## GOAL OF THE EXERCISE
From the listing below, copy every line with the word "ApiError".

## MATERIALS PROVIDED
"""
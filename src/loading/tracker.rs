//! In-flight request counter with a loading signal.
//!
//! [`LoadingTracker`] counts HTTP operations that have been dispatched but not
//! yet resolved and derives a boolean loading flag from the count. Observers
//! registered with [`LoadingTracker::subscribe`] are called only when the flag
//! actually flips, never on every increment or decrement.
//!
//! The tracker does not pair calls itself: whoever calls [`begin`] owns the
//! obligation to call [`end`] exactly once, even when the operation fails.
//!
//! [`begin`]: LoadingTracker::begin
//! [`end`]: LoadingTracker::end

use std::fmt;

/// Handle returned by [`LoadingTracker::subscribe`], used to unsubscribe.
#[derive(Debug, Clone, Copy, PartialEq, Eq, Hash)]
pub struct SubscriptionId(u64);

type Observer = Box<dyn FnMut(bool)>;

/// Reference count of in-flight operations and the loading flag derived from it.
///
/// # Example
///
/// ```
/// use zroster::loading::LoadingTracker;
///
/// let mut tracker = LoadingTracker::new();
/// tracker.begin();
/// tracker.begin();
/// tracker.end();
/// assert!(tracker.is_loading());
/// tracker.end();
/// assert!(!tracker.is_loading());
/// ```
#[derive(Default)]
pub struct LoadingTracker {
    in_flight: usize,
    loading: bool,
    observers: Vec<(SubscriptionId, Observer)>,
    next_subscription: u64,
}

impl LoadingTracker {
    #[must_use]
    pub fn new() -> Self {
        Self::default()
    }

    /// Number of operations currently in flight.
    #[must_use]
    pub const fn in_flight(&self) -> usize {
        self.in_flight
    }

    /// Current value of the loading flag.
    #[must_use]
    pub const fn is_loading(&self) -> bool {
        self.loading
    }

    /// Registers an observer called with the new flag value on every transition.
    ///
    /// The observer is not called with the current value on registration.
    pub fn subscribe<F>(&mut self, observer: F) -> SubscriptionId
    where
        F: FnMut(bool) + 'static,
    {
        let id = SubscriptionId(self.next_subscription);
        self.next_subscription += 1;
        self.observers.push((id, Box::new(observer)));
        id
    }

    /// Removes an observer. Returns `false` if the id was unknown.
    pub fn unsubscribe(&mut self, id: SubscriptionId) -> bool {
        let before = self.observers.len();
        self.observers.retain(|(existing, _)| *existing != id);
        self.observers.len() != before
    }

    /// Records the start of an operation.
    pub fn begin(&mut self) {
        let was_idle = self.in_flight == 0;
        self.in_flight += 1;
        tracing::trace!(in_flight = self.in_flight, "request begun");
        if was_idle {
            self.set_loading(true);
        }
    }

    /// Records the completion of an operation. Never drops below zero.
    pub fn end(&mut self) {
        self.in_flight = self.in_flight.saturating_sub(1);
        tracing::trace!(in_flight = self.in_flight, "request ended");
        if self.in_flight == 0 {
            self.set_loading(false);
        }
    }

    /// Resets the count to zero and clears the flag.
    pub fn force_clear(&mut self) {
        tracing::debug!(in_flight = self.in_flight, "force clearing loading state");
        self.in_flight = 0;
        self.set_loading(false);
    }

    fn set_loading(&mut self, loading: bool) {
        if self.loading == loading {
            return;
        }
        self.loading = loading;
        tracing::debug!(loading, observers = self.observers.len(), "loading state changed");
        for (_, observer) in &mut self.observers {
            observer(loading);
        }
    }
}

impl fmt::Debug for LoadingTracker {
    fn fmt(&self, f: &mut fmt::Formatter<'_>) -> fmt::Result {
        f.debug_struct("LoadingTracker")
            .field("in_flight", &self.in_flight)
            .field("loading", &self.loading)
            .field("observers", &self.observers.len())
            .finish()
    }
}

/// Calls [`LoadingTracker::end`] when dropped.
///
/// Holding one of these across the handling of a completed request guarantees
/// the decrement happens on every exit path.
pub struct EndOnDrop<'a> {
    tracker: &'a mut LoadingTracker,
}

impl<'a> EndOnDrop<'a> {
    pub fn new(tracker: &'a mut LoadingTracker) -> Self {
        Self { tracker }
    }
}

impl Drop for EndOnDrop<'_> {
    fn drop(&mut self) {
        self.tracker.end();
    }
}
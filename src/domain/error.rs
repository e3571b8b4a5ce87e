//! Error types for the zroster plugin.
//!
//! This module defines the centralized error type [`RosterError`] and a type alias
//! [`Result`] used throughout the plugin. HTTP failures are carried as
//! [`ApiError`] values, which already hold the user-facing message produced by
//! the request interceptor.

use crate::http::ApiError;
use thiserror::Error;

/// The main error type for zroster operations.
///
/// Most variants wrap underlying errors from external crates using `#[from]`
/// for automatic conversion.
///
/// # Examples
///
/// ```
/// use zroster::RosterError;
///
/// fn require_token(token: Option<String>) -> Result<String, RosterError> {
///     token.ok_or(RosterError::MissingToken)
/// }
///
/// assert!(require_token(None).is_err());
/// ```
#[derive(Debug, Error)]
pub enum RosterError {
    /// Reading or writing persisted plugin state failed.
    #[error("Storage error: {0}")]
    Storage(String),

    /// Filesystem or I/O operation failed.
    #[error("IO error: {0}")]
    Io(#[from] std::io::Error),

    /// JSON encoding or decoding failed.
    #[error("Serialization error: {0}")]
    Serialization(#[from] serde_json::Error),

    /// Theme parsing or application failed.
    #[error("Theme error: {0}")]
    Theme(String),

    /// Configuration is invalid or missing.
    #[error("Configuration error: {0}")]
    Config(String),

    /// An authenticated request was built while no token is stored.
    #[error("Authentication token not found")]
    MissingToken,

    /// User input failed validation.
    #[error("Validation error: {0}")]
    Validation(String),

    /// The server rejected a request or could not be reached.
    #[error("{}", .0.user_message)]
    Api(#[from] ApiError),
}

/// A specialized `Result` type for zroster operations.
pub type Result<T> = std::result::Result<T, RosterError>;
"""
## TASK ANSWER
//! [`ApiError`] values, which already hold the user-facing message produced by
use crate::http::ApiError;
    Api(#[from] ApiError),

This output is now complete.